Mi attirava con garbo nei sacri recinti, rivelandomi ombre e segreti, cabale e esaltazioni, con la lepidezza di un diacono dalle mani pure. Le squadre – scoprivo – oltre a un nome possiedono anche un destino e un carattere; rappresentano delle stelle fisse nel firmamento del football, le ipostasi intorno alle quali ruotano le passioni umane; e si appartiene all’una o all’altra per indecifrabile numinosità degli dei, restando quasi sempre irremovibili nella fede iniziale: “Non avrai altro Dio fuori di me!” E dal momento che via facendo mi scopriva non del tutto digiuno del culto, azzardava affondi più complessi, astrusità filologiche, che nella sua bocca assumevano leggiadria da merlettaia.

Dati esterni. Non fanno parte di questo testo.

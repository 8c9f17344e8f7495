use chrono::{Datelike, Days, NaiveDate};

/// Most recent Sunday on or before `day`.
pub fn week_start(day: NaiveDate) -> NaiveDate {
    let back = u64::from(day.weekday().num_days_from_sunday());
    day.checked_sub_days(Days::new(back)).unwrap_or(day)
}

pub fn month_start(day: NaiveDate) -> NaiveDate {
    day.with_day(1).unwrap_or(day)
}
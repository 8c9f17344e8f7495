use crate::errors::{AppError, AppResult};
use crate::utils::path::expand_tilde;
use serde::{Deserialize, Serialize};
use std::env;
use std::fs;
use std::io::Write;
use std::path::PathBuf;

#[derive(Debug, Clone, Serialize, Deserialize)]
pub struct Config {
    pub database: String,
    #[serde(default = "default_tolerance_minutes")]
    pub tolerance_minutes: i64,
    #[serde(default = "default_poll_interval_seconds")]
    pub poll_interval_seconds: i64,
    #[serde(default = "default_auto_register")]
    pub auto_register: bool,
}

fn default_tolerance_minutes() -> i64 {
    5
}
fn default_poll_interval_seconds() -> i64 {
    30
}
fn default_auto_register() -> bool {
    true
}

impl Default for Config {
    fn default() -> Self {
        let db_path = Self::database_file();
        Self {
            database: db_path.to_string_lossy().to_string(),
            tolerance_minutes: default_tolerance_minutes(),
            poll_interval_seconds: default_poll_interval_seconds(),
            auto_register: default_auto_register(),
        }
    }
}

impl Config {
    /// Return the standard configuration directory depending on the platform
    pub fn config_dir() -> PathBuf {
        if cfg!(target_os = "windows") {
            let appdata = env::var("APPDATA").unwrap_or_else(|_| ".".to_string());
            PathBuf::from(appdata).join("rpunchclock")
        } else {
            let home = env::var("HOME").unwrap_or_else(|_| ".".to_string());
            PathBuf::from(home).join(".rpunchclock")
        }
    }

    /// Return the full path of the config file
    pub fn config_file() -> PathBuf {
        Self::config_dir().join("rpunchclock.conf")
    }

    /// Return the full path of the SQLite database
    pub fn database_file() -> PathBuf {
        Self::config_dir().join("rpunchclock.sqlite")
    }

    /// Load configuration from file, or return defaults if not found.
    /// An unreadable file is reported and replaced by defaults.
    pub fn load() -> Self {
        match Self::try_load() {
            Ok(cfg) => cfg,
            Err(e) => {
                eprintln!("⚠️  {} (using defaults)", e);
                Self::default()
            }
        }
    }

    pub fn try_load() -> AppResult<Self> {
        let path = Self::config_file();
        if !path.exists() {
            return Ok(Self::default());
        }
        let content = fs::read_to_string(&path)?;
        let cfg: Config = serde_yaml::from_str(&content)?;
        cfg.validated()
    }

    fn validated(self) -> AppResult<Self> {
        if self.tolerance_minutes < 0 {
            return Err(AppError::Config(format!(
                "tolerance_minutes must not be negative (got {})",
                self.tolerance_minutes
            )));
        }
        if self.poll_interval_seconds <= 0 {
            return Err(AppError::Config(format!(
                "poll_interval_seconds must be positive (got {})",
                self.poll_interval_seconds
            )));
        }
        Ok(self)
    }

    /// Database path with `~` expanded.
    pub fn database_path(&self) -> PathBuf {
        expand_tilde(&self.database)
    }

    /// Initialize configuration and database files
    pub fn init_all(custom_name: Option<String>, is_test: bool) -> AppResult<Config> {
        let dir = Self::config_dir();

        // DB name: user provided or default
        let db_path = if let Some(name) = custom_name {
            let p = expand_tilde(&name);
            if p.is_absolute() { p } else { dir.join(p) }
        } else {
            Self::database_file()
        };

        let config = Config {
            database: db_path.to_string_lossy().to_string(),
            ..Self::default()
        };

        // Write config file
        if !is_test {
            fs::create_dir_all(&dir)?;
            let yaml = serde_yaml::to_string(&config)?;
            let mut file = fs::File::create(Self::config_file()).map_err(|_| AppError::ConfigSave)?;
            file.write_all(yaml.as_bytes())?;
            println!("✅ Config file: {:?}", Self::config_file());
        }

        if let Some(parent) = db_path.parent()
            && !parent.as_os_str().is_empty()
        {
            fs::create_dir_all(parent)?;
        }

        Ok(config)
    }
}
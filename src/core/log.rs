use crate::db::pool::DbPool;
use crate::errors::AppResult;
use ansi_term::Colour;
use regex::Regex;

const MAX_OP_WIDTH: usize = 40;

fn strip_ansi(re: &Regex, s: &str) -> String {
    re.replace_all(s, "").into_owned()
}

/// ANSI color for an operation name
fn color_for_operation(op: &str) -> Colour {
    match op {
        "punch" => Colour::Green,
        "schedule" => Colour::Yellow,
        "migration_applied" => Colour::Purple,
        "init" => Colour::RGB(255, 153, 51), // orange
        _ => Colour::White,
    }
}

struct LogRow {
    id: i64,
    date: String,
    operation: String,
    target: String,
    message: String,
}

pub struct LogLogic;

impl LogLogic {
    pub fn print_log(pool: &mut DbPool) -> AppResult<()> {
        let mut stmt = pool.conn.prepare_cached(
            "SELECT id, date, operation, target, message FROM log ORDER BY id ASC",
        )?;

        let rows = stmt.query_map([], |row| {
            let raw_date: String = row.get(1)?;
            let date = chrono::DateTime::parse_from_rfc3339(&raw_date)
                .map(|dt| dt.format("%F %T").to_string())
                .unwrap_or(raw_date);

            Ok(LogRow {
                id: row.get(0)?,
                date,
                operation: row.get(2)?,
                target: row.get::<_, Option<String>>(3)?.unwrap_or_default(),
                message: row.get(4)?,
            })
        })?;

        let mut entries = Vec::new();
        for r in rows {
            entries.push(r?);
        }

        if entries.is_empty() {
            println!("📜 Internal log is empty.");
            return Ok(());
        }

        let ansi = Regex::new(r"\x1B\[[0-9;]*[mK]").map_err(|e| {
            crate::errors::AppError::Other(format!("invalid ANSI pattern: {}", e))
        })?;

        let id_w = entries
            .iter()
            .map(|e| e.id.to_string().len())
            .max()
            .unwrap_or(1);
        let date_w = entries.iter().map(|e| e.date.len()).max().unwrap_or(10);

        println!("📜 Internal log:\n");

        for e in &entries {
            let color = color_for_operation(&e.operation);

            // only the operation is colored, the target stays plain
            let mut op_target = color.paint(e.operation.as_str()).to_string();
            if !e.target.is_empty() {
                op_target.push_str(&format!(" ({})", e.target));
            }

            let visible = strip_ansi(&ansi, &op_target).chars().count();
            let padding = " ".repeat(MAX_OP_WIDTH.saturating_sub(visible));

            println!(
                "{:>id_w$}: {:<date_w$} | {}{} => {}",
                e.id,
                e.date,
                op_target,
                padding,
                e.message,
                id_w = id_w,
                date_w = date_w
            );
        }

        Ok(())
    }
}
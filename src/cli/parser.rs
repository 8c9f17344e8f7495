use crate::models::period::Period;
use clap::{Parser, Subcommand};

/// Command-line interface definition for rPunchclock
#[derive(Parser)]
#[command(
    name = "rpunchclock",
    version = env!("CARGO_PKG_VERSION"),
    about = "A personal time clock: punch in/out, breaks, chronometer and automatic registration",
    long_about = None
)]
pub struct Cli {
    /// Override database path (useful for tests or custom DB)
    #[arg(global = true, long = "db")]
    pub db: Option<String>,

    /// Run in test mode (no config file update)
    #[arg(global = true, long = "test", hide = true)]
    pub test: bool,

    #[command(subcommand)]
    pub command: Commands,
}

#[derive(Subcommand)]
pub enum Commands {
    /// Initialize the database and configuration
    Init,

    /// Register the next punch (entry, break start, break end, exit)
    Punch,

    /// Show the next action, the last punch and the running chronometer
    Status,

    /// List recorded punches, most recent first
    List {
        #[arg(
            long,
            short,
            value_enum,
            default_value = "today",
            help = "Period to show: today, week, month or all"
        )]
        period: Period,
    },

    /// Show or change the configured punch times
    Schedule {
        #[arg(long = "print", help = "Print the current schedule")]
        print: bool,

        #[arg(long = "entry", help = "Entry time (HH:MM)")]
        entry: Option<String>,

        #[arg(long = "break-start", help = "Break start time (HH:MM)")]
        break_start: Option<String>,

        #[arg(long = "break-end", help = "Break end time (HH:MM)")]
        break_end: Option<String>,

        #[arg(long = "exit", help = "Exit time (HH:MM)")]
        exit: Option<String>,
    },

    /// Keep running: live clock, chronometer and automatic registration
    Watch {
        #[arg(
            long = "once",
            help = "Run startup and the jobs currently due, then exit"
        )]
        once: bool,
    },

    /// Manage the configuration file (view or edit)
    Config {
        #[arg(long = "print", help = "Print the current configuration file")]
        print_config: bool,

        #[arg(
            long = "edit",
            help = "Edit the configuration file (default editor: $EDITOR, or nano/notepad)"
        )]
        edit_config: bool,

        #[arg(
            long = "editor",
            help = "Specify the editor to use (vim, nano, or custom path)"
        )]
        editor: Option<String>,
    },

    /// Print the internal log table
    Log {
        #[arg(long = "print", help = "Print rows from the internal log table")]
        print: bool,
    },
}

Durante una sosta, davanti al banco del caffè, mi stava illustrando un certo giocatore che calciava le punizioni a “foglia morta”; e il barista, che riempiendo le tazzine ascoltava con un solo orecchio, aveva interloquito con slancio da catecumeno: “Corso!”, quasi recitando un ‘oremus’. Apprendevo in quel momento che il gioco del calcio scorre tra gli adepti dentro un’invisibile esistenza parallela, e può affiorare in ogni istante come una ‘laude’. Rimasi sorpreso da quella improvvisa antifona liturgica nella terra di Jacopone che stavamo attraversando, e ancora più affascinato dalla disquisizione, ma che dico!, dall’omelia che ne era seguita sui più grandi campioni mai esistiti, se Baggio o Maradona (su di lui convergono anche gli apostati), se Cruijff o Rivera o Pelé.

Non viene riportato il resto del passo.